Michela Meo received the Laurea degree in Electronic Engineering in 1993, and the Ph.D. degree in Electronic and Telecommunications Engineering in 1997, both from the Politecnico di Torino, Italy. Since November 2006, she is associate professor at the Politecnico di Torino. She co-authored about 200 papers and edited a book with Wiley and six special issues of international journals, including ACM Monet, Performance Evaluation, and Computer Networks. She chairs the Steering Committee of IEEE OnlineGreenComm and the International Advisory Council of ITC. She was program co-chair of several conferences among which ACM MSWiM, IEEE Online GreenComm, IEEE ISCC, IEEE Infocom Miniconference, ITC. Her research interests include the field of performance evaluation and modeling, green networking and traffic classification and characterization.

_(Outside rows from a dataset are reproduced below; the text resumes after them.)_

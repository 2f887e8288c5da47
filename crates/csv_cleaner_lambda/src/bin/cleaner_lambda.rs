use aws_sdk_s3::error::DisplayErrorContext;
use aws_sdk_s3::primitives::ByteStream;
use csv_cleaner_core::contract::InvocationResponse;
use csv_cleaner_lambda::adapters::object_store::{ObjectStore, StoreError};
use csv_cleaner_lambda::handlers::object_created::{handle_object_created_event, CleanerConfig};
use csv_cleaner_lambda::telemetry::init_logging;
use lambda_runtime::{service_fn, Error, LambdaEvent};
use serde_json::Value;

struct S3ObjectStore {
    s3_client: aws_sdk_s3::Client,
}

impl ObjectStore for S3ObjectStore {
    fn get_object(&self, bucket: &str, key: &str) -> Result<Vec<u8>, StoreError> {
        let bucket = bucket.to_string();
        let object_key = key.to_string();
        let client = self.s3_client.clone();

        tokio::task::block_in_place(|| {
            tokio::runtime::Handle::current().block_on(async move {
                let output = client
                    .get_object()
                    .bucket(&bucket)
                    .key(&object_key)
                    .send()
                    .await
                    .map_err(|error| {
                        let missing = error
                            .as_service_error()
                            .map(|service_error| service_error.is_no_such_key())
                            .unwrap_or(false);
                        if missing {
                            StoreError::NotFound {
                                bucket: bucket.clone(),
                                key: object_key.clone(),
                            }
                        } else {
                            StoreError::Transport(format!(
                                "failed to read object from s3: {}",
                                DisplayErrorContext(&error)
                            ))
                        }
                    })?;

                output
                    .body
                    .collect()
                    .await
                    .map(|body| body.into_bytes().to_vec())
                    .map_err(|error| {
                        StoreError::Transport(format!("failed to read s3 object body: {error}"))
                    })
            })
        })
    }

    fn put_object(
        &self,
        bucket: &str,
        key: &str,
        body: &[u8],
        content_type: &str,
    ) -> Result<(), StoreError> {
        let bucket = bucket.to_string();
        let object_key = key.to_string();
        let body_bytes = body.to_vec();
        let content_type = content_type.to_string();
        let client = self.s3_client.clone();

        tokio::task::block_in_place(|| {
            tokio::runtime::Handle::current().block_on(async move {
                client
                    .put_object()
                    .bucket(bucket)
                    .key(object_key)
                    .content_type(content_type)
                    .body(ByteStream::from(body_bytes))
                    .send()
                    .await
                    .map(|_| ())
                    .map_err(|error| {
                        StoreError::Transport(format!(
                            "failed to write object to s3: {}",
                            DisplayErrorContext(&error)
                        ))
                    })
            })
        })
    }
}

async fn handle_request(
    event: LambdaEvent<Value>,
    store: &S3ObjectStore,
    config: &CleanerConfig,
) -> Result<InvocationResponse, Error> {
    Ok(handle_object_created_event(event.payload, config, store))
}

#[tokio::main]
async fn main() -> Result<(), Error> {
    init_logging();

    let aws_config = aws_config::load_defaults(aws_config::BehaviorVersion::latest()).await;
    let store = S3ObjectStore {
        s3_client: aws_sdk_s3::Client::new(&aws_config),
    };
    let config = CleanerConfig::default();

    lambda_runtime::run(service_fn(|event: LambdaEvent<Value>| {
        handle_request(event, &store, &config)
    }))
    .await
}
use std::fs;
use std::io::Write;
use std::path::Path;
use std::process::{exit, Command, ExitStatus};

use clap::{Parser, Subcommand, ValueEnum};
use zip::write::FileOptions;
use zip::{CompressionMethod, ZipWriter};

const LAMBDA_PACKAGE: &str = "csv_cleaner_lambda";
const LAMBDA_BINARY: &str = "cleaner_lambda";

// ── CLI definition ─────────────────────────────────────────────────

#[derive(Parser)]
#[command(
    name = "xtask",
    about = "Task runner for the CSV cleaner workspace",
    long_about = "A unified CLI for CI checks and Lambda packaging in the\n\
                  CSV cleaner workspace."
)]
struct Cli {
    #[command(subcommand)]
    command: Commands,
}

#[derive(Subcommand)]
enum Commands {
    /// Run CI checks (fmt, clippy, tests)
    Ci {
        /// Job to run
        #[arg(value_enum, default_value_t = CiJob::Check)]
        job: CiJob,
    },
    /// Build and package the Lambda binary as a deployable zip
    ServerlessPackage {
        /// Compilation target triple for the Lambda binary
        #[arg(long, default_value = "x86_64-unknown-linux-gnu")]
        target: String,
        /// Build profile used for the binary
        #[arg(value_enum, long, default_value_t = BuildProfile::Release)]
        profile: BuildProfile,
        /// Directory receiving the zip artifact
        #[arg(long, default_value = "dist")]
        dist_dir: String,
    },
}

#[derive(Clone, ValueEnum)]
enum CiJob {
    /// Formatting and clippy
    Lint,
    /// Unit and integration tests
    Test,
    /// Run lint + test
    Check,
}

#[derive(Clone, Copy, ValueEnum)]
enum BuildProfile {
    Debug,
    Release,
}

impl BuildProfile {
    fn dir_name(self) -> &'static str {
        match self {
            Self::Debug => "debug",
            Self::Release => "release",
        }
    }

    fn as_cargo_flag(self) -> Option<&'static str> {
        match self {
            Self::Debug => None,
            Self::Release => Some("--release"),
        }
    }
}

// ── helpers ────────────────────────────────────────────────────────

fn step(label: &str) {
    eprintln!("\n=== {label} ===");
}

fn cargo(args: &[&str]) -> ExitStatus {
    eprintln!("+ cargo {}", args.join(" "));
    Command::new("cargo")
        .args(args)
        .status()
        .expect("failed to execute cargo")
}

fn run_cargo(args: &[&str]) {
    let status = cargo(args);
    if !status.success() {
        exit(status.code().unwrap_or(1));
    }
}

fn package_lambda(target: &str, profile: BuildProfile, dist_dir: &Path) {
    ensure_rust_target_installed(target);

    step("Build lambda binary");

    let mut cargo_args = vec![
        "build",
        "-p",
        LAMBDA_PACKAGE,
        "--target",
        target,
        "--bin",
        LAMBDA_BINARY,
    ];
    if let Some(flag) = profile.as_cargo_flag() {
        cargo_args.push(flag);
    }
    run_cargo(&cargo_args);

    step("Package lambda zip artifact");
    let target_dir = Path::new("target").join(target).join(profile.dir_name());
    fs::create_dir_all(dist_dir).expect("failed to create lambda dist directory");

    let zip_path = dist_dir.join(format!("{LAMBDA_BINARY}.zip"));
    package_lambda_zip(&target_dir.join(binary_name(LAMBDA_BINARY, target)), &zip_path);

    eprintln!("\nPackaged artifact:\n- {}", zip_path.display());
}

fn ensure_rust_target_installed(target: &str) {
    let output = Command::new("rustup")
        .args(["target", "list", "--installed"])
        .output();

    let output = match output {
        Ok(value) => value,
        Err(error) => {
            eprintln!(
                "warning: failed to run `rustup target list --installed` ({error}); continuing without target preflight"
            );
            return;
        }
    };

    if !output.status.success() {
        let stderr = String::from_utf8_lossy(&output.stderr);
        panic!(
            "failed to list installed rust targets; run `rustup target list --installed` manually. details: {}",
            stderr.trim()
        );
    }

    let installed = String::from_utf8_lossy(&output.stdout);
    if !installed.lines().any(|line| line.trim() == target) {
        panic!(
            "required rust target `{target}` is not installed. install it with `rustup target add {target}` and re-run `cargo run -p xtask -- serverless-package`"
        );
    }
}

fn binary_name(bin_name: &str, target: &str) -> String {
    if target.contains("windows") {
        format!("{bin_name}.exe")
    } else {
        bin_name.to_string()
    }
}

/// The provided.al2023 runtime executes an entry named `bootstrap`.
fn package_lambda_zip(binary_path: &Path, zip_path: &Path) {
    if !binary_path.exists() {
        panic!("expected lambda binary at '{}'", binary_path.display());
    }

    let binary = fs::read(binary_path).expect("failed to read lambda binary");
    let file = fs::File::create(zip_path).expect("failed to create lambda zip");
    let mut zip = ZipWriter::new(file);
    let options = FileOptions::default()
        .compression_method(CompressionMethod::Deflated)
        .unix_permissions(0o755);
    zip.start_file("bootstrap", options)
        .expect("failed to start bootstrap entry in lambda zip");
    zip.write_all(&binary)
        .expect("failed to write bootstrap entry");
    zip.finish().expect("failed to finish lambda zip");
}

// ── CI jobs ────────────────────────────────────────────────────────

fn ci_lint() {
    step("Check formatting");
    run_cargo(&["fmt", "--all", "--", "--check"]);

    step("Clippy");
    run_cargo(&[
        "clippy",
        "--all-targets",
        "--all-features",
        "--",
        "-D",
        "warnings",
    ]);
}

fn ci_test() {
    step("Test csv_cleaner_core");
    run_cargo(&["test", "-p", "csv_cleaner_core"]);

    step("Test csv_cleaner_lambda");
    run_cargo(&["test", "-p", LAMBDA_PACKAGE]);
}

// ── main ───────────────────────────────────────────────────────────

fn main() {
    let cli = Cli::parse();

    match cli.command {
        Commands::Ci { job } => {
            match job {
                CiJob::Lint => ci_lint(),
                CiJob::Test => ci_test(),
                CiJob::Check => {
                    ci_lint();
                    ci_test();
                }
            }
            eprintln!("\nCI job passed.");
        }
        Commands::ServerlessPackage {
            target,
            profile,
            dist_dir,
        } => {
            package_lambda(&target, profile, Path::new(&dist_dir));
        }
    }
}
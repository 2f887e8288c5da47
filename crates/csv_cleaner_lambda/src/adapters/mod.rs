pub mod memory_store;
pub mod object_store;
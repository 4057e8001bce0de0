//! Command implementations

pub mod completions;
pub mod explain;
pub mod resolve;
pub mod tree;

use anyhow::Result;

use crate::cli::PayloadArgs;
use depmap::ops::{resolve_payload, PayloadSource, ResolveOptions};
use depmap::resolver::{ModuleGraph, ModuleId};
use depmap::util::diagnostic::emit;
use depmap::{GlobalContext, Resolution};

/// Resolve the payload named on the command line and report its warnings.
pub fn resolve(args: &PayloadArgs, ctx: &GlobalContext) -> Result<Resolution> {
    let opts = ResolveOptions {
        work_dir: args.work_dir.clone(),
        preview: args.preview,
        extensions: args.extensions.clone(),
    };
    let source = PayloadSource::from_arg(&args.payload);
    let resolution = resolve_payload(ctx, &source, &opts)?;

    let warnings = resolution.warnings();
    if ctx.is_verbose() {
        for warning in warnings {
            emit(&warning.to_diagnostic(), ctx.color());
        }
    } else if !warnings.is_empty() {
        eprintln!(
            "{} warning(s) during resolution; run with --verbose for details",
            warnings.len()
        );
    }

    Ok(resolution)
}

/// Look up a module by name, with a hint when it isn't there.
pub fn find_module(modules: &ModuleGraph, name: &str) -> Result<ModuleId> {
    modules.find(name).ok_or_else(|| {
        anyhow::anyhow!(
            "module `{}` not found in module graph\n\
             help: Run `depmap resolve --format text` to see all modules",
            name
        )
    })
}
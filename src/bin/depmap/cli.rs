//! CLI definitions using clap.

use std::path::PathBuf;

use clap::{Args, Parser, Subcommand, ValueEnum};
use clap_complete::Shell;

/// depmap - resolve a build tool's target graph into an IDE module graph
#[derive(Parser)]
#[command(name = "depmap")]
#[command(author, version, about, long_about = None)]
pub struct Cli {
    /// Enable verbose output
    #[arg(short, long, global = true)]
    pub verbose: bool,

    /// Disable colored output
    #[arg(long, global = true)]
    pub no_color: bool,

    #[command(subcommand)]
    pub command: Commands,
}

#[derive(Subcommand)]
pub enum Commands {
    /// Resolve a payload and print the module graph
    Resolve(ResolveArgs),

    /// Display the module dependency tree
    Tree(TreeArgs),

    /// Explain where a module sits in the graph
    Explain(ExplainArgs),

    /// Generate shell completions
    Completions(CompletionsArgs),
}

/// Where the payload comes from and how to resolve it.
#[derive(Args)]
pub struct PayloadArgs {
    /// Build tool output to resolve (`-` reads stdin)
    pub payload: String,

    /// Build root the payload was produced in (defaults to the current directory)
    #[arg(long, env = "DEPMAP_WORK_DIR")]
    pub work_dir: Option<PathBuf>,

    /// Import the structure without requiring library artifacts
    #[arg(long)]
    pub preview: bool,

    /// Enable a resolver extension (repeatable)
    #[arg(long = "extension", value_name = "NAME")]
    pub extensions: Vec<String>,
}

#[derive(Args)]
pub struct ResolveArgs {
    #[command(flatten)]
    pub payload: PayloadArgs,

    /// Output format
    #[arg(long, value_enum, default_value_t = OutputFormat::Json)]
    pub format: OutputFormat,
}

#[derive(Clone, Copy, Debug, PartialEq, Eq, ValueEnum)]
pub enum OutputFormat {
    Json,
    Text,
}

#[derive(Args)]
pub struct TreeArgs {
    #[command(flatten)]
    pub payload: PayloadArgs,

    /// Module to show the tree for (defaults to every module nothing depends on)
    pub module: Option<String>,

    /// Maximum depth to display
    #[arg(short, long)]
    pub depth: Option<usize>,
}

#[derive(Args)]
pub struct ExplainArgs {
    #[command(flatten)]
    pub payload: PayloadArgs,

    /// Module to explain
    pub module: String,
}

#[derive(Args)]
pub struct CompletionsArgs {
    /// Shell to generate completions for
    #[arg(value_enum)]
    pub shell: Shell,
}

Raffaella Gerboni received the MSc in Energy Nuclear Engineering in 20 0 0 and a PhD in Energy Engineering in 2006 both from the Politecnico di Torino. She received a five year contract as a Researcher at the Energy Department of Politecnico where she has been also a Post Doc Fellow Researcher for more than five years. She has authored a book chapter with Woodhead–Elsevier and co-authored a book chapter with Springer. She is member of the Editorial Board of the International Journal of Contemporary Energy and serves as a reviewer for 3 Elsevier Journals. Her expertise is focused on energy systems analysis and on clean and efficient energy technologies. She has been responsible for MSc and Specializing Master Courses.

Marco Ajmone Marsan holds a double appointment as Full Professor at the Department of Electronics and Telecommunications of the Politecnico di Torino (Italy), and Research Professor at IMDEA Networks Institute (Spain). He earned his graduate degree in Electrical Engineering from the Politecnico di Torino in 1974 and completed his M.Sc. in Electrical Engineering at the University of California at Los Angeles (USA) in 1978. In 2002, he was awarded a “Honoris Causa” Ph.D. in Telecommunication Networks from the Budapest University of Technology and Economics. From 2003 to 2009 he was Director of the IEIIT–CNR (Institute for Electronics, Information and Telecommunication Engineering of the National Research Council of Italy). From 2005 to 2009 he was Vice-Rector for Research, Innovation and Technology Transfer at Politecnico di Torino. Marco Ajmone Marsan is involved in several national and international scientific groups: He was Chair of the Italian Group of Telecommunication Professors (GTTI); the Italian Delegate in the ICT Committee and in the ERC Committee of the EC’s 7th Framework Programme. He is a Fellow of the IEEE and he is listed by Thomson-ISI amongst the highly-cited researchers in Computer Science. He has been principle investigator for a large number of research contracts with industries, and coordinator of several national and international research projects.